Work to complete: Copy out the first line of the listing and every line after it, exactly, until you have copied the line containing "pub fn format_number(value: f64)".

[[ Source material open ]]

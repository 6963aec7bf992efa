use std::borrow::Cow;
use std::collections::HashSet;
use std::fmt;

/// Raw cell value as produced by the ingestion adapters.
///
/// Spreadsheet cells carry richer types, but everything other than text and
/// numbers is rendered to text at the ingestion boundary so that cleaning only
/// ever sees these three shapes.
#[derive(Debug, Clone, PartialEq)]
pub enum CellValue {
    /// Textual cell content, untouched.
    Text(String),
    /// Numeric cell content.
    Number(f64),
    /// Empty, null or NaN cell.
    Missing,
}

impl CellValue {
    /// Returns `true` when the cell carries no value at all.
    pub fn is_missing(&self) -> bool {
        match self {
            CellValue::Missing => true,
            CellValue::Number(value) => value.is_nan(),
            CellValue::Text(_) => false,
        }
    }

    /// Renders the cell as text. Missing cells render as an empty string.
    pub fn as_text(&self) -> Cow<'_, str> {
        match self {
            CellValue::Text(value) => Cow::Borrowed(value.as_str()),
            CellValue::Number(value) => Cow::Owned(format_number(*value)),
            CellValue::Missing => Cow::Borrowed(""),
        }
    }
}

impl From<&str> for CellValue {
    fn from(value: &str) -> Self {
        CellValue::Text(value.to_string())
    }
}

impl From<f64> for CellValue {
    fn from(value: f64) -> Self {
        CellValue::Number(value)
    }
}

/// Formats a number the way a spreadsheet user expects to read it back:
/// integral values lose their fractional part, everything else keeps the
/// shortest decimal form that round-trips.
pub fn format_number(value: f64) -> String {
    if value.is_finite() && value.fract() == 0.0 && value.abs() < 1e15 {
        format!("{}", value as i64)
    } else {
        value.to_string()
    }
}

/// A named column of raw cells.
#[derive(Debug, Clone, PartialEq)]
pub struct Column {
    pub name: String,
    pub cells: Vec<CellValue>,
}

/// Ordered columns aligned by row index, as read from the input file.
#[derive(Debug, Clone, PartialEq, Default)]
pub struct Table {
    pub columns: Vec<Column>,
}

impl Table {
    /// Builds a table from a header row and row-major records.
    ///
    /// Header names are made unique with [`unique_names`]; rows shorter than
    /// the header are padded with [`CellValue::Missing`] and longer rows are
    /// truncated, so callers that care about overflow must check first.
    pub fn from_rows(headers: Vec<String>, rows: Vec<Vec<CellValue>>) -> Self {
        let names = unique_names(headers);
        let mut columns: Vec<Column> = names
            .into_iter()
            .map(|name| Column {
                name,
                cells: Vec::with_capacity(rows.len()),
            })
            .collect();

        for row in rows {
            let mut cells = row.into_iter();
            for column in &mut columns {
                column.cells.push(cells.next().unwrap_or(CellValue::Missing));
            }
        }

        Self { columns }
    }

    pub fn column_names(&self) -> Vec<&str> {
        self.columns.iter().map(|col| col.name.as_str()).collect()
    }

    pub fn row_count(&self) -> usize {
        self.columns.first().map(|col| col.cells.len()).unwrap_or(0)
    }
}

/// A column whose name is normalized and whose values are cleaned strings.
#[derive(Debug, Clone, PartialEq)]
pub struct CleanColumn {
    pub name: String,
    pub values: Vec<String>,
}

/// Output of the cleaning pipeline, consumed by export and preview.
#[derive(Debug, Clone, PartialEq, Default)]
pub struct CleanTable {
    pub columns: Vec<CleanColumn>,
}

impl CleanTable {
    pub fn column_names(&self) -> Vec<&str> {
        self.columns.iter().map(|col| col.name.as_str()).collect()
    }

    /// Length of the longest column. Shorter columns read as empty strings
    /// past their end.
    pub fn row_count(&self) -> usize {
        self.columns
            .iter()
            .map(|col| col.values.len())
            .max()
            .unwrap_or(0)
    }

    pub fn column(&self, name: &str) -> Option<&CleanColumn> {
        self.columns.iter().find(|col| col.name == name)
    }

    /// Returns the values of row `index` in column order.
    pub fn row(&self, index: usize) -> Option<Vec<&str>> {
        if index >= self.row_count() {
            return None;
        }
        Some(
            self.columns
                .iter()
                .map(|col| col.values.get(index).map_or("", String::as_str))
                .collect(),
        )
    }

    /// Iterates rows in order, each row being its values in column order.
    pub fn rows(&self) -> impl Iterator<Item = Vec<&str>> + '_ {
        (0..self.row_count()).filter_map(|index| self.row(index))
    }
}

/// How missing and blank cells are represented after cleaning.
#[derive(Debug, Clone, Copy, PartialEq, Eq, Default)]
pub enum FillPolicy {
    /// Replace with the literal `N/A`.
    #[default]
    NotAvailable,
    /// Replace with the empty string.
    Blank,
}

impl FillPolicy {
    pub fn value(&self) -> &'static str {
        match self {
            FillPolicy::NotAvailable => "N/A",
            FillPolicy::Blank => "",
        }
    }
}

impl fmt::Display for FillPolicy {
    fn fmt(&self, f: &mut fmt::Formatter<'_>) -> fmt::Result {
        match self {
            FillPolicy::NotAvailable => write!(f, "N/A"),
            FillPolicy::Blank => write!(f, "blank"),
        }
    }
}

/// Names blank headers `Unnamed: <position>` and suffixes repeated headers
/// with `.1`, `.2`, ... in order of appearance.
pub fn unique_names(headers: Vec<String>) -> Vec<String> {
    let named = headers
        .into_iter()
        .enumerate()
        .map(|(position, header)| {
            if header.trim().is_empty() {
                format!("Unnamed: {position}")
            } else {
                header
            }
        })
        .collect();
    dedupe_names(named)
}

/// Suffixes repeated names with `.1`, `.2`, ... keeping the first occurrence
/// as is.
pub fn dedupe_names(names: Vec<String>) -> Vec<String> {
    let mut seen: HashSet<String> = HashSet::with_capacity(names.len());
    let mut unique = Vec::with_capacity(names.len());

    for base in names {
        let mut candidate = base.clone();
        let mut counter = 1;
        while seen.contains(&candidate) {
            candidate = format!("{base}.{counter}");
            counter += 1;
        }
        seen.insert(candidate.clone());
        unique.push(candidate);
    }

    unique
}
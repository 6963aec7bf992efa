use std::io::Cursor;

use calamine::{DataType, Range, Reader, Xls, Xlsx};
use chrono::{Duration, NaiveDate, NaiveDateTime};
use tracing::debug;

use crate::tabula::cleaner::error::{Result, ToolError};
use crate::tabula::cleaner::model::{CellValue, Table};

const MILLIS_PER_DAY: f64 = 86_400_000.0;
/// First serial past 9999-12-31, the last date Excel can display.
const MAX_SERIAL: f64 = 2_958_466.0;

/// Reads the first sheet of an `.xlsx` workbook held in memory.
pub fn read_xlsx(bytes: &[u8]) -> Result<Table> {
    let mut workbook: Xlsx<_> = Xlsx::new(Cursor::new(bytes))?;
    let range = workbook.worksheet_range_at(0).ok_or_else(no_sheets)??;
    Ok(range_to_table(&range))
}

/// Reads the first sheet of a legacy `.xls` workbook held in memory.
pub fn read_xls(bytes: &[u8]) -> Result<Table> {
    let mut workbook: Xls<_> = Xls::new(Cursor::new(bytes))?;
    let range = workbook.worksheet_range_at(0).ok_or_else(no_sheets)??;
    Ok(range_to_table(&range))
}

fn no_sheets() -> ToolError {
    ToolError::InvalidWorkbook("workbook has no sheets".into())
}

fn range_to_table(range: &Range<DataType>) -> Table {
    let mut rows = range.rows();
    let headers: Vec<String> = match rows.next() {
        Some(first_row) => first_row.iter().map(header_text).collect(),
        None => Vec::new(),
    };

    let body: Vec<Vec<CellValue>> = rows
        .map(|row| row.iter().map(cell_to_value).collect())
        .collect();

    debug!(columns = headers.len(), rows = body.len(), "read first sheet");
    Table::from_rows(headers, body)
}

fn header_text(cell: &DataType) -> String {
    match cell_to_value(cell) {
        CellValue::Missing => String::new(),
        value => value.as_text().into_owned(),
    }
}

fn cell_to_value(cell: &DataType) -> CellValue {
    match cell {
        DataType::String(value) => CellValue::Text(value.clone()),
        DataType::Float(value) => CellValue::Number(*value),
        DataType::Int(value) => CellValue::Number(*value as f64),
        DataType::Bool(value) => CellValue::Text(if *value { "True" } else { "False" }.into()),
        DataType::DateTime(serial) => match render_date_cell(*serial) {
            Some(text) => CellValue::Text(text),
            None => CellValue::Number(*serial),
        },
        DataType::Empty | DataType::Error(_) => CellValue::Missing,
        other => CellValue::Text(other.to_string()),
    }
}

/// Renders a date-formatted cell. Serials below one day carry only a time of
/// day and render as `HH:MM:SS`.
fn render_date_cell(serial: f64) -> Option<String> {
    let timestamp = excel_serial_to_datetime(serial)?;
    if serial < 1.0 {
        Some(timestamp.time().format("%H:%M:%S").to_string())
    } else {
        Some(timestamp.format("%Y-%m-%d %H:%M:%S").to_string())
    }
}

/// Converts an Excel serial date (1900 date system) into a timestamp, rounded
/// to the millisecond. Serials outside 0..=9999-12-31 yield `None`.
fn excel_serial_to_datetime(serial: f64) -> Option<NaiveDateTime> {
    if !(0.0..MAX_SERIAL).contains(&serial) {
        return None;
    }
    // Excel counts a nonexistent 1900-02-29 as serial 60.
    let epoch_day = if serial < 60.0 { 31 } else { 30 };
    let epoch = NaiveDate::from_ymd_opt(1899, 12, epoch_day)?.and_hms_opt(0, 0, 0)?;
    let millis = (serial * MILLIS_PER_DAY).round() as i64;
    epoch.checked_add_signed(Duration::try_milliseconds(millis)?)
}

#[cfg(test)]
mod tests {
    use calamine::CellErrorType;

    use super::*;
    use crate::tabula::cleaner::clean::clean_text;
    use crate::tabula::cleaner::model::FillPolicy;

    #[test]
    fn error_cells_read_as_missing() {
        assert_eq!(
            cell_to_value(&DataType::Error(CellErrorType::Div0)),
            CellValue::Missing
        );
        assert_eq!(
            cell_to_value(&DataType::Error(CellErrorType::NA)),
            CellValue::Missing
        );
    }

    #[test]
    fn error_cells_take_the_fill_value() {
        let cell = cell_to_value(&DataType::Error(CellErrorType::Ref));
        assert_eq!(clean_text(&cell, FillPolicy::NotAvailable), "N/A");
        assert_eq!(clean_text(&cell, FillPolicy::Blank), "");
    }

    #[test]
    fn date_cells_render_as_timestamps() {
        assert_eq!(
            cell_to_value(&DataType::DateTime(45292.5)),
            CellValue::Text("2024-01-01 12:00:00".into())
        );
        assert_eq!(render_date_cell(61.0).as_deref(), Some("1900-03-01 00:00:00"));
    }

    #[test]
    fn early_serials_account_for_the_1900_leap_day() {
        assert_eq!(render_date_cell(1.0).as_deref(), Some("1900-01-01 00:00:00"));
        assert_eq!(render_date_cell(59.0).as_deref(), Some("1900-02-28 00:00:00"));
    }

    #[test]
    fn time_only_cells_render_without_a_date() {
        assert_eq!(render_date_cell(0.5).as_deref(), Some("12:00:00"));
        assert_eq!(render_date_cell(0.75).as_deref(), Some("18:00:00"));
    }

    #[test]
    fn out_of_range_serials_stay_numeric() {
        assert_eq!(
            cell_to_value(&DataType::DateTime(-1e300)),
            CellValue::Number(-1e300)
        );
        assert_eq!(
            cell_to_value(&DataType::DateTime(1e300)),
            CellValue::Number(1e300)
        );
        assert!(excel_serial_to_datetime(f64::NAN).is_none());
        assert!(excel_serial_to_datetime(-1.0).is_none());
    }
}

[[ Source material closed ]]

Solution below:
repository 6963aec7bf992efa
use std::borrow::Cow;
use std::collections::HashSet;
use std::fmt;

/// Raw cell value as produced by the ingestion adapters.
///
/// Spreadsheet cells carry richer types, but everything other than text and
/// numbers is rendered to text at the ingestion boundary so that cleaning only
/// ever sees these three shapes.
#[derive(Debug, Clone, PartialEq)]
pub enum CellValue {
    /// Textual cell content, untouched.
    Text(String),
    /// Numeric cell content.
    Number(f64),
    /// Empty, null or NaN cell.
    Missing,
}

impl CellValue {
    /// Returns `true` when the cell carries no value at all.
    pub fn is_missing(&self) -> bool {
        match self {
            CellValue::Missing => true,
            CellValue::Number(value) => value.is_nan(),
            CellValue::Text(_) => false,
        }
    }

    /// Renders the cell as text. Missing cells render as an empty string.
    pub fn as_text(&self) -> Cow<'_, str> {
        match self {
            CellValue::Text(value) => Cow::Borrowed(value.as_str()),
            CellValue::Number(value) => Cow::Owned(format_number(*value)),
            CellValue::Missing => Cow::Borrowed(""),
        }
    }
}

impl From<&str> for CellValue {
    fn from(value: &str) -> Self {
        CellValue::Text(value.to_string())
    }
}

impl From<f64> for CellValue {
    fn from(value: f64) -> Self {
        CellValue::Number(value)
    }
}

/// Formats a number the way a spreadsheet user expects to read it back:
/// integral values lose their fractional part, everything else keeps the
/// shortest decimal form that round-trips.
pub fn format_number(value: f64) -> String {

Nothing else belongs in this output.